* _DIRECTIONS FOR THIS TASK_
Only certain lines below are wanted: those starting at the line containing "let first = !self.index.contains_key(&file);" and ending at the line containing "let mut pending: Vec<(usize, Bool3)>", both included, each retyped exactly.

[Dataset entries]
+--

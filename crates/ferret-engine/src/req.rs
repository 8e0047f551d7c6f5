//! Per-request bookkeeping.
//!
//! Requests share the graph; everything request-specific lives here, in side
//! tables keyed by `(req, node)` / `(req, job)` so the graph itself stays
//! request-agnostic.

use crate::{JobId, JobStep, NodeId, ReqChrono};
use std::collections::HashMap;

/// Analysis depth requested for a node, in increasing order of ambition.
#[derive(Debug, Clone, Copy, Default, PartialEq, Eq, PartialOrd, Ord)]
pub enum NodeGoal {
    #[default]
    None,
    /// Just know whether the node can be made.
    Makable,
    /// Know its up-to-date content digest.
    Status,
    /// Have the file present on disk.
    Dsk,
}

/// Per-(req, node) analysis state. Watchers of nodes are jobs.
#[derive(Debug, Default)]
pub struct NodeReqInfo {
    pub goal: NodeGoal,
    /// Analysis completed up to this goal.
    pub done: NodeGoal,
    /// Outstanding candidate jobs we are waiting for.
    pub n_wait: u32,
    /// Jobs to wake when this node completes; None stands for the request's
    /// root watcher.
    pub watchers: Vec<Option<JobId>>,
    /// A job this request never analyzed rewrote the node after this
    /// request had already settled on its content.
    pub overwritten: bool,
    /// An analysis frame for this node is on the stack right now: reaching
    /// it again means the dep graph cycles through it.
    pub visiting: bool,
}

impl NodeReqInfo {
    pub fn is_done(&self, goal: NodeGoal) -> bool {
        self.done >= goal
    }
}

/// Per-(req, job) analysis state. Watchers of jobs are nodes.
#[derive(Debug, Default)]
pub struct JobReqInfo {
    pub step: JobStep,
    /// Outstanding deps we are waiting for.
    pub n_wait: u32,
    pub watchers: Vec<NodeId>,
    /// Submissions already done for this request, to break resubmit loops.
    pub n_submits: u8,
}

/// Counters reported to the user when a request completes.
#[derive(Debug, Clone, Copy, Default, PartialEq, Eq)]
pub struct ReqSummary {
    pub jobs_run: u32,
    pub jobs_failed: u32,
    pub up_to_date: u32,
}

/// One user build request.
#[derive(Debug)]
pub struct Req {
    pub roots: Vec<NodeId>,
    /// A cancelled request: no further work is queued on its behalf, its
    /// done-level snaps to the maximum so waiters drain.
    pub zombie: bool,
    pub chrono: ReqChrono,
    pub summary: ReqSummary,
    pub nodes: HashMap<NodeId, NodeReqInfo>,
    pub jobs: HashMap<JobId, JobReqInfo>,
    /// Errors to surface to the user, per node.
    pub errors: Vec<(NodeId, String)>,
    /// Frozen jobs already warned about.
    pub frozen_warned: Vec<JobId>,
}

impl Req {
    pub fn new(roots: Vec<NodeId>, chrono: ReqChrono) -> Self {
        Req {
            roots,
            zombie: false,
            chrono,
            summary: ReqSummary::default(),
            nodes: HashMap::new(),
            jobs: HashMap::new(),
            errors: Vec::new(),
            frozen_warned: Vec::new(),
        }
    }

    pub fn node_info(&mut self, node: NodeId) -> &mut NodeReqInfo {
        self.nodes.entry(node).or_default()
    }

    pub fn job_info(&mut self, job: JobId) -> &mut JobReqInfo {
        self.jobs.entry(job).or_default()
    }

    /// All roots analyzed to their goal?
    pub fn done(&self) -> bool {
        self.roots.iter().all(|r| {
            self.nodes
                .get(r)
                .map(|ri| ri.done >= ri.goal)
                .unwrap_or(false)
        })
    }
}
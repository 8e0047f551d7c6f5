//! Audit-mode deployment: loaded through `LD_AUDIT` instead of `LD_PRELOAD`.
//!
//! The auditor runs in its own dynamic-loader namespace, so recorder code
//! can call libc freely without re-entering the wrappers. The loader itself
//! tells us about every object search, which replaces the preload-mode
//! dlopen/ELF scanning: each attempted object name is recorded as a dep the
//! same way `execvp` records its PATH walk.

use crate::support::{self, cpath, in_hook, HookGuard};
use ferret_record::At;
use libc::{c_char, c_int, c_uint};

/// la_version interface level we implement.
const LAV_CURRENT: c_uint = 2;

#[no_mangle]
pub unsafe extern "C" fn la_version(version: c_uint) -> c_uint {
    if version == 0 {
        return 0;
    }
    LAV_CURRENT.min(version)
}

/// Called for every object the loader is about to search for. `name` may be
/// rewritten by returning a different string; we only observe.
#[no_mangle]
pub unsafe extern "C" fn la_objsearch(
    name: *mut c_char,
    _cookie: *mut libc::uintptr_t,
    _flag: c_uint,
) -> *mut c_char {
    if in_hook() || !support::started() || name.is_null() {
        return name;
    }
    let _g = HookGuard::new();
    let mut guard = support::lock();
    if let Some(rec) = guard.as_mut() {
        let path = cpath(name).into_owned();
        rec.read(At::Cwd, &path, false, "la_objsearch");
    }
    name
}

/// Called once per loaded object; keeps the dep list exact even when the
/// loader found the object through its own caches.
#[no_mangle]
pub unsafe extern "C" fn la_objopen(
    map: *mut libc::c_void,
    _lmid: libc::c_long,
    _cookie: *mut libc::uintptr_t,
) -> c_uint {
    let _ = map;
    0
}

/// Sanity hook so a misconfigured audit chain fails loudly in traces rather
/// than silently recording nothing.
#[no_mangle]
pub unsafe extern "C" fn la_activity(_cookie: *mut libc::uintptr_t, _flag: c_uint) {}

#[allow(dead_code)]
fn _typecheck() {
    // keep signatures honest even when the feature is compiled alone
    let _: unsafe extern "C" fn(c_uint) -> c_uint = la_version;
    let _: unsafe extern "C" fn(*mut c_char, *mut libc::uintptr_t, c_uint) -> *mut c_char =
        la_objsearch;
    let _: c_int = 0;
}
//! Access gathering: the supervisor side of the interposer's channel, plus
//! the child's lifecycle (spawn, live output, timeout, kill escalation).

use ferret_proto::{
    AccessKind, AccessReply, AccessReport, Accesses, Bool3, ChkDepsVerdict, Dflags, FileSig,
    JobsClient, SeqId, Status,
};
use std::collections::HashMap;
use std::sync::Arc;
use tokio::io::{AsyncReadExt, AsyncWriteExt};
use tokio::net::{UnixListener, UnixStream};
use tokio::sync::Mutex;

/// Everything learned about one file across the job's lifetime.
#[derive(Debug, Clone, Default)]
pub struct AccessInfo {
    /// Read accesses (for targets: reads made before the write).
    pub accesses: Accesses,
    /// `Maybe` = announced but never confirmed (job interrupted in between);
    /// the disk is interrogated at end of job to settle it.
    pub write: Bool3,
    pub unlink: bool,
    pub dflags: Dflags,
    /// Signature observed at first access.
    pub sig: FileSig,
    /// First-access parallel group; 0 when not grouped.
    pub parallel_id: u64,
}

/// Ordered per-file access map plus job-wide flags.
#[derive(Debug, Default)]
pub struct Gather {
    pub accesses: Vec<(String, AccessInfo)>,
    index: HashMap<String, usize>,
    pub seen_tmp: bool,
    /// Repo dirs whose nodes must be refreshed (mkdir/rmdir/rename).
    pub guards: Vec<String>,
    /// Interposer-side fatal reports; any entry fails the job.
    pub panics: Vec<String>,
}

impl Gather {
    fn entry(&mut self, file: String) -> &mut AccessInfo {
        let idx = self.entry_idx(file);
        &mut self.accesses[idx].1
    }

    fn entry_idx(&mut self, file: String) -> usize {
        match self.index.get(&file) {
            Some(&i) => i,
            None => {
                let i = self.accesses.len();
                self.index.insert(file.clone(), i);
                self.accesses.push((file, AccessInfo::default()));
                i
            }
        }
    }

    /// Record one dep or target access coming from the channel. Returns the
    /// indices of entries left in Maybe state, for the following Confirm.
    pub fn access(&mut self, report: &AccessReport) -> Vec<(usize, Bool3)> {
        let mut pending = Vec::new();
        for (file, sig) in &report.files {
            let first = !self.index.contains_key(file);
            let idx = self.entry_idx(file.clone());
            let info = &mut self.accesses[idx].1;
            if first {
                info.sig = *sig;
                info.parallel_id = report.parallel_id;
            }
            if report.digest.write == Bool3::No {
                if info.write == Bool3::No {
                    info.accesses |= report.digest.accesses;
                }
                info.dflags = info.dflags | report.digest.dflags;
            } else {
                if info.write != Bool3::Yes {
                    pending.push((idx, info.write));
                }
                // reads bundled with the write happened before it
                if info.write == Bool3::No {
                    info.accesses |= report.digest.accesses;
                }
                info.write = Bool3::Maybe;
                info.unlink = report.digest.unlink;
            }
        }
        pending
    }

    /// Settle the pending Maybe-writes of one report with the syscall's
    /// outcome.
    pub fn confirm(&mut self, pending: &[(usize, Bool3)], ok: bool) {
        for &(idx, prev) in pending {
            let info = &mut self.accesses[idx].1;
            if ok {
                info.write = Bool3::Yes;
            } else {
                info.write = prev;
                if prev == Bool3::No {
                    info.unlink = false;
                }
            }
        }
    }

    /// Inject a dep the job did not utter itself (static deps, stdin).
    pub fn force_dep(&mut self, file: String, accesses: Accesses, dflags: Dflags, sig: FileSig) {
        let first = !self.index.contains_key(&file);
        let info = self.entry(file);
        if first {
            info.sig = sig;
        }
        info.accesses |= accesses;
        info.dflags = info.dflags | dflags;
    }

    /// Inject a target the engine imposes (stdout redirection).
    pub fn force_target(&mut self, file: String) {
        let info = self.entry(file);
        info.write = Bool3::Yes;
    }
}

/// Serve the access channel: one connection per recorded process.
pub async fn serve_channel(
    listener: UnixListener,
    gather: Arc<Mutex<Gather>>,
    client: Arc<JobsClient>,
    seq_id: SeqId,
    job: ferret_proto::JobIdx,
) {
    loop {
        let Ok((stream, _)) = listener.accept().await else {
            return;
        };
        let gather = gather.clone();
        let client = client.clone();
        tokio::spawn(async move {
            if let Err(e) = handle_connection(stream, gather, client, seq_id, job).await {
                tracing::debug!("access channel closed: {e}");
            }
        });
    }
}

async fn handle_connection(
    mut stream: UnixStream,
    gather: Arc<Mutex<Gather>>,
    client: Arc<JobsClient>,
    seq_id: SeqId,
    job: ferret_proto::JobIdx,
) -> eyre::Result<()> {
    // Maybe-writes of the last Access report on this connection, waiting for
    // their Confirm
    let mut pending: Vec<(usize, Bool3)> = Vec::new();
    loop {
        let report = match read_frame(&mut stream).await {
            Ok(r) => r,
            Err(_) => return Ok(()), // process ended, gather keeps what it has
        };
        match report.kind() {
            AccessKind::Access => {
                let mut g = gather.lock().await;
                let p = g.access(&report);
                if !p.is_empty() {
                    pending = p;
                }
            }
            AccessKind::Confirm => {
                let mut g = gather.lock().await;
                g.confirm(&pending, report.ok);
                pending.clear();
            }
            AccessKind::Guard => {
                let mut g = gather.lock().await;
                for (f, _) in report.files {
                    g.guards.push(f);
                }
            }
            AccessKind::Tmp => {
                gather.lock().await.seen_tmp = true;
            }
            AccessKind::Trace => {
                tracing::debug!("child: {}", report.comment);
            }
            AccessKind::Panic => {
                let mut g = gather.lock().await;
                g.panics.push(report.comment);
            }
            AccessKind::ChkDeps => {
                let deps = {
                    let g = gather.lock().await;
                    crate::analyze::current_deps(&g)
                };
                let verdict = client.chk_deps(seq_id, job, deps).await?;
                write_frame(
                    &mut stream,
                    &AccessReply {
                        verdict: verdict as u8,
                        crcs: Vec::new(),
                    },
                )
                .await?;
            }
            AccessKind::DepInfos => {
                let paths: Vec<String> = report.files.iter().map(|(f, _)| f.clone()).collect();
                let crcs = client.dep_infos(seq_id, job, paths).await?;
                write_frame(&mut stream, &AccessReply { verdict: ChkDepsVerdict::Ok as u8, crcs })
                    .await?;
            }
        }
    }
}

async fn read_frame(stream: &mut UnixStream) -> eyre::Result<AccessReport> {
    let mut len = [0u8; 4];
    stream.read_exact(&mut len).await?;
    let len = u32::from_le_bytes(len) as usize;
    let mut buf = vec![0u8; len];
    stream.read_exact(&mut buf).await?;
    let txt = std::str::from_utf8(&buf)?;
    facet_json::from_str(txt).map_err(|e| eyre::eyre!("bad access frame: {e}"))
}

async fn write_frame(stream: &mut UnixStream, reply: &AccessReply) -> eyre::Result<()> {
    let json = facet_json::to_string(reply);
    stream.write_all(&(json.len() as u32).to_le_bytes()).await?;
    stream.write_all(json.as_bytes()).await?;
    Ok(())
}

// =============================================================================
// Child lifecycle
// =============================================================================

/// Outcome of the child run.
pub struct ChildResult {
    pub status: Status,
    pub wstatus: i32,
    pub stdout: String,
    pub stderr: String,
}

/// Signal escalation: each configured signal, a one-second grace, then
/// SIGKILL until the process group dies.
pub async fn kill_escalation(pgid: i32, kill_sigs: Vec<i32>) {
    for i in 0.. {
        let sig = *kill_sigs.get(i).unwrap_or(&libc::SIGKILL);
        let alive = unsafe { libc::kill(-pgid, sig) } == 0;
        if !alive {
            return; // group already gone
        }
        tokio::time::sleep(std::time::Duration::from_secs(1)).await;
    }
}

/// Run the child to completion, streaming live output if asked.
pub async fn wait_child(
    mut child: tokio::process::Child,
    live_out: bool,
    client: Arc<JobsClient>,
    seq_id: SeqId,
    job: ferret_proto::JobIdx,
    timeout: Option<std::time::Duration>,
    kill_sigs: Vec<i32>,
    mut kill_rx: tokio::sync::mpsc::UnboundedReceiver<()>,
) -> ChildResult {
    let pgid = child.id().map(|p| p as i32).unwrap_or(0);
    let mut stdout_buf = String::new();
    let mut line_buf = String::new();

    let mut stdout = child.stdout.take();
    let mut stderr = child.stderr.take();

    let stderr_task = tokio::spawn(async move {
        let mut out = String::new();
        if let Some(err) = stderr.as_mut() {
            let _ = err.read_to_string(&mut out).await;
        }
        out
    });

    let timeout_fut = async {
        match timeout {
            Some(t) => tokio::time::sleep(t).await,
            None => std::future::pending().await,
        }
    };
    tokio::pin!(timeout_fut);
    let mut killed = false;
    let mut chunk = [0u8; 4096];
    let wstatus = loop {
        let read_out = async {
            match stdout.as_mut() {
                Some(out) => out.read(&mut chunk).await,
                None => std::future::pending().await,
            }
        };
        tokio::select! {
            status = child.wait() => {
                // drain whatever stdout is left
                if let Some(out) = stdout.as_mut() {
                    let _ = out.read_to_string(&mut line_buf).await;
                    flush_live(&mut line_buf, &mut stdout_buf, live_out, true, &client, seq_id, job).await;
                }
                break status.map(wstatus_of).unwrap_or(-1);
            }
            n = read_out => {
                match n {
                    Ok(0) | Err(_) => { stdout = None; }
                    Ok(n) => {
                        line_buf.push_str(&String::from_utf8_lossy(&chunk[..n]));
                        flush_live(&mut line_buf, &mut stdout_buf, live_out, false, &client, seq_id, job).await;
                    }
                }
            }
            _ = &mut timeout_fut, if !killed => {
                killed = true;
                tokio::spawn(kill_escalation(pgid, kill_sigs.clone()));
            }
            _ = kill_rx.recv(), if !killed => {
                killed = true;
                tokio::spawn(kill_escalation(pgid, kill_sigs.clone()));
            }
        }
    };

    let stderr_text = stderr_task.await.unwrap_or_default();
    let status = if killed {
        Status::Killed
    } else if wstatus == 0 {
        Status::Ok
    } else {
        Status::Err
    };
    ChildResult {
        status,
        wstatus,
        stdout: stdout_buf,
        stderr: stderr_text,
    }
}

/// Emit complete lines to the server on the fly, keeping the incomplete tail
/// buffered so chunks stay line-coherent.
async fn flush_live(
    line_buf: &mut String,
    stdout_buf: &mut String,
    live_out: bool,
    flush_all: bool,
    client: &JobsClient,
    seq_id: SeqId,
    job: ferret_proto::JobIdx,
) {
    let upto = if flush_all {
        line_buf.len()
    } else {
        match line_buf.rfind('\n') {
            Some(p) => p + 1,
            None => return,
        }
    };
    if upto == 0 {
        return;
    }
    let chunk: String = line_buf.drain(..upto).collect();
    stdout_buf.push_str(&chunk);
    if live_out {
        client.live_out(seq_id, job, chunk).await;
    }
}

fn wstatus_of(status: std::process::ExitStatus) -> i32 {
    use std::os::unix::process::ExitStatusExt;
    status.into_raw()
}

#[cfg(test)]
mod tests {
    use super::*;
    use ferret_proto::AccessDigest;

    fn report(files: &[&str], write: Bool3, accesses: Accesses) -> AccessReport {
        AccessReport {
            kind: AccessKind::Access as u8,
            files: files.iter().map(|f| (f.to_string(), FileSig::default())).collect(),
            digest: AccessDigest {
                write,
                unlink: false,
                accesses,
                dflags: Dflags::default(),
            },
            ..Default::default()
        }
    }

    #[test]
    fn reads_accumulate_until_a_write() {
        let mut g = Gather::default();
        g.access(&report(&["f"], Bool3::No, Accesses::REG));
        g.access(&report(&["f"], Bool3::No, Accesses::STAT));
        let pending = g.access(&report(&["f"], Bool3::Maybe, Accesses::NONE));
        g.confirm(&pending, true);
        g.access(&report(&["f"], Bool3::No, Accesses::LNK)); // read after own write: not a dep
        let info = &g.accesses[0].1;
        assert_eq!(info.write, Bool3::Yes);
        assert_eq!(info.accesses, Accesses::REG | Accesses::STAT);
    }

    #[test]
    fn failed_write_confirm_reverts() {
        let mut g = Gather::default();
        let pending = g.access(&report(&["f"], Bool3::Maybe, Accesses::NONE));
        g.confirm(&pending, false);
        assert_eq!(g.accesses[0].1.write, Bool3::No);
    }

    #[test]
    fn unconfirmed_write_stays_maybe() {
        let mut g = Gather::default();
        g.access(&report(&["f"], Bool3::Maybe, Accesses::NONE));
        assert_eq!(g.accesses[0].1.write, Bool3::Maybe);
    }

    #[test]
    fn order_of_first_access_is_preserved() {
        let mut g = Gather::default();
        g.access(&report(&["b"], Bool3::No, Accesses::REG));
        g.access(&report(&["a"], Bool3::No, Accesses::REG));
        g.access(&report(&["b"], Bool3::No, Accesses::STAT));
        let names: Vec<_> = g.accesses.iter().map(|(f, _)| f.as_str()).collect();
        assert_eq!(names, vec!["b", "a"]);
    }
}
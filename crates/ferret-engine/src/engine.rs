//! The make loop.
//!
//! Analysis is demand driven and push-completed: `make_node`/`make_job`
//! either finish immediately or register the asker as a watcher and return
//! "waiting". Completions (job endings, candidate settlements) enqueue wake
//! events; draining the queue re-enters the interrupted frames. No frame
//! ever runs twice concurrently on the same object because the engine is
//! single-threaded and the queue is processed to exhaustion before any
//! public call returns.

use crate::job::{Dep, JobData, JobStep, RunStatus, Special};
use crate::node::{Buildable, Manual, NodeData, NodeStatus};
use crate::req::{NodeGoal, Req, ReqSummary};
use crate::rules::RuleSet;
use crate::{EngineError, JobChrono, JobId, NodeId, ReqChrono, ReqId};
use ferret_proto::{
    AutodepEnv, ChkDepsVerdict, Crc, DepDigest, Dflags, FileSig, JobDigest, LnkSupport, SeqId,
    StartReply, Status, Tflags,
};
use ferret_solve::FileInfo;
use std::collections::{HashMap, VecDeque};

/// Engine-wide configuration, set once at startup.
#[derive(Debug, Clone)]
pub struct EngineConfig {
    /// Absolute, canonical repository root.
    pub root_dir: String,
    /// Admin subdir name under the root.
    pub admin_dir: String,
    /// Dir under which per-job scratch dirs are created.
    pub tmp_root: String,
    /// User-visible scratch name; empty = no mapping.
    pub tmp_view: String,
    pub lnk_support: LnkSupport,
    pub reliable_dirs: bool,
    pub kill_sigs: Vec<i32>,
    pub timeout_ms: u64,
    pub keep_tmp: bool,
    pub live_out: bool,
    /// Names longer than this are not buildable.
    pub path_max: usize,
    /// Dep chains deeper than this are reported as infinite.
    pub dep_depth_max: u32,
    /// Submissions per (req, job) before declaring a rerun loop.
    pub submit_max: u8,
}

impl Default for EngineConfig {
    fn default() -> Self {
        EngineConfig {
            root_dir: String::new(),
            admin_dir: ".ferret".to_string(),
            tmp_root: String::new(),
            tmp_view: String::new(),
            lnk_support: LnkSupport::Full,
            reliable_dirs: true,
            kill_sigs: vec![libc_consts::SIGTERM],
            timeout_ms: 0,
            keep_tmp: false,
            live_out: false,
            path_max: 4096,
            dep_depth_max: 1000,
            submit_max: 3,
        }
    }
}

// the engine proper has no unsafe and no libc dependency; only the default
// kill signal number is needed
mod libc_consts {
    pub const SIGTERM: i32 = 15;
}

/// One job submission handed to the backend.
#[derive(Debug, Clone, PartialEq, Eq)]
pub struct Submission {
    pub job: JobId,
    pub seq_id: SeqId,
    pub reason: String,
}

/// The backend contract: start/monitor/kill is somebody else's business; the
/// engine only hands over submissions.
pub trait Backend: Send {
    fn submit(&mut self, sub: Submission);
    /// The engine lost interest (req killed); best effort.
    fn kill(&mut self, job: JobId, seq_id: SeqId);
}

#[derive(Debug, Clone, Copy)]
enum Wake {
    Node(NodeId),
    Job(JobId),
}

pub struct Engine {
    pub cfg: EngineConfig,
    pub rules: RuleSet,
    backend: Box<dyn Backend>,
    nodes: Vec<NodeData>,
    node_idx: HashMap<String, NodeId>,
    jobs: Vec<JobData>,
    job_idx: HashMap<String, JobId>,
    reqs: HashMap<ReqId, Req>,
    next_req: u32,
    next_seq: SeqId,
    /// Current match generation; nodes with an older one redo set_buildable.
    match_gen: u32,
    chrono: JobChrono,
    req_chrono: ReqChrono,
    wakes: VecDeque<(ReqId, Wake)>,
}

+--

* _EXERCISE OUTPUT_
        let first = !self.index.contains_key(&file);
        let info = self.entry(file);
        if first {
            info.sig = sig;
        }
        info.accesses |= accesses;
        info.dflags = info.dflags | dflags;
    }

    /// Inject a target the engine imposes (stdout redirection).
    pub fn force_target(&mut self, file: String) {
        let info = self.entry(file);
        info.write = Bool3::Yes;
    }
}

/// Serve the access channel: one connection per recorded process.
pub async fn serve_channel(
    listener: UnixListener,
    gather: Arc<Mutex<Gather>>,
    client: Arc<JobsClient>,
    seq_id: SeqId,
    job: ferret_proto::JobIdx,
) {
    loop {
        let Ok((stream, _)) = listener.accept().await else {
            return;
        };
        let gather = gather.clone();
        let client = client.clone();
        tokio::spawn(async move {
            if let Err(e) = handle_connection(stream, gather, client, seq_id, job).await {
                tracing::debug!("access channel closed: {e}");
            }
        });
    }
}

async fn handle_connection(
    mut stream: UnixStream,
    gather: Arc<Mutex<Gather>>,
    client: Arc<JobsClient>,
    seq_id: SeqId,
    job: ferret_proto::JobIdx,
) -> eyre::Result<()> {
    // Maybe-writes of the last Access report on this connection, waiting for
    // their Confirm
    let mut pending: Vec<(usize, Bool3)> = Vec::new();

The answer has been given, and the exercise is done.